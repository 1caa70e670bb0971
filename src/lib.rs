//! Ornstein-Zernike structure solver for simple fluids.
//!
//! This library computes the radial distribution function g(r), the direct
//! correlation function c(r) and the static structure factor S(k) of a
//! single-component isotropic fluid by solving the Ornstein-Zernike integral
//! equation with the hypernetted-chain, Percus-Yevick or Rogers-Young
//! closure. The nonlinear fixed point is iterated by a Picard scheme with Ng
//! acceleration along a density ramp; the Rogers-Young mixing parameter is
//! tuned until virial and compressibility pressures agree.
//!
//! # Modules
//!
//! - `config`: configuration management and command-line argument parsing
//! - `grid`: radial mesh and the fast spherically symmetric Fourier pair
//! - `potential_impl`: the pair potential catalogue
//! - `closure_impl`: closure relations (HNC, PY, RY)
//! - `solver_impl`: Picard-Ng driver, density ramp, consistency search and
//!   thermodynamic post-processing
//! - `io`: logging setup and tabulated output files
//! - `app`: the thin orchestrator used by the binary

pub mod app;
pub mod closure_impl;
pub mod config;
pub mod error;
pub mod grid;
pub mod io;
pub mod potential_impl;
pub mod solver_impl;

// Re-export commonly used items for convenience
pub use closure_impl::ClosureKind;
pub use config::{Args, Config};
pub use error::{OzError, OzResult};
pub use grid::{RadialGrid, SineTransform};
pub use potential_impl::{PairPotential, PotentialKind, SpeciesParams};
pub use solver_impl::{
    solve_structure, IterationState, NgAccelerator, OutputKind, OzSolver, Solution, SolveRequest,
    SolverContext, Thermodynamics,
};
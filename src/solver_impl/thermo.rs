//! Thermodynamic post-processing of a converged correlation state.

use nalgebra::DVector;
use std::f64::consts::PI;

use super::driver::{IterationState, SolverContext};
use crate::closure_impl;

/// Pressures and related integrals, all in units of kT (beta P, beta u).
#[derive(Clone, Debug)]
pub struct Thermodynamics {
    /// beta P along the virial route.
    pub p_virial: f64,
    /// beta P along the compressibility route, accumulated over the ramp.
    pub p_compressibility: f64,
    /// Excess internal energy per particle, beta u_ex.
    pub excess_energy: f64,
    /// Long-wavelength limit of the structure factor, S(k -> 0); equal to
    /// rho kT chi_T.
    pub s_zero: f64,
    /// Pair distribution at contact, g(sigma+), for hard-core potentials.
    pub contact: Option<f64>,
}

pub fn evaluate(ctx: &SolverContext, state: &IterationState, p_compressibility: f64) -> Thermodynamics {
    let grid = &ctx.grid;
    let pot = &ctx.potential;
    let rho = ctx.rho_target;
    let beta = ctx.beta;

    let mut virial_integral = 0.0;
    let mut energy_integral = 0.0;
    let mut c_integral = 0.0;
    for j in 0..grid.n {
        let r2 = grid.r[j] * grid.r[j];
        if !pot.core[j] {
            // the closure form of g underflows to an exact zero where
            // beta U is huge, while 1 + h leaves rounding noise that the
            // steep-core factors u and up would amplify
            let g = closure_impl::pair_distribution(
                &ctx.closure,
                grid.r[j],
                beta * pot.u[j],
                state.gamma[j],
            );
            virial_integral += r2 * pot.up[j] * g;
            energy_integral += r2 * pot.u[j] * g;
        }
        c_integral += r2 * state.c[j];
    }
    virial_integral *= grid.dr;
    energy_integral *= grid.dr;
    c_integral *= 4.0 * PI * grid.dr;

    let mut p_virial = rho * (1.0 + 2.0 * PI * rho * beta / 3.0 * virial_integral);

    let contact = if pot.has_core {
        let sigma = pot.sigma;
        let gamma_sigma = interpolate(grid.dr, &grid.r, &state.gamma, sigma);
        let g_contact = closure_impl::contact_value(&ctx.closure, sigma, gamma_sigma);
        p_virial += 2.0 * PI / 3.0 * rho * rho * sigma.powi(3) * g_contact;
        Some(g_contact)
    } else {
        None
    };

    Thermodynamics {
        p_virial,
        p_compressibility,
        excess_energy: 2.0 * PI * rho * beta * energy_integral,
        s_zero: 1.0 / (1.0 - rho * c_integral),
        contact,
    }
}

/// S(k_i) = 1 / (1 - rho c^(k_i)); the driver has already rejected any state
/// where the denominator is non-positive.
pub fn structure_factor(rho: f64, c_hat: &DVector<f64>) -> Vec<f64> {
    c_hat.iter().map(|&ck| 1.0 / (1.0 - rho * ck)).collect()
}

/// Linear interpolation of a mesh function at an off-mesh radius.
fn interpolate(dr: f64, r: &[f64], values: &DVector<f64>, at: f64) -> f64 {
    match r.iter().position(|&rj| rj >= at) {
        None => values[r.len() - 1],
        Some(0) => values[0],
        Some(j) => {
            let t = (at - r[j - 1]) / dr;
            values[j - 1] * (1.0 - t) + values[j] * t
        }
    }
}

■ Task: How many lines in the records above contain the word "Zernike"? Answer with the number alone.

■ Exercise response: 2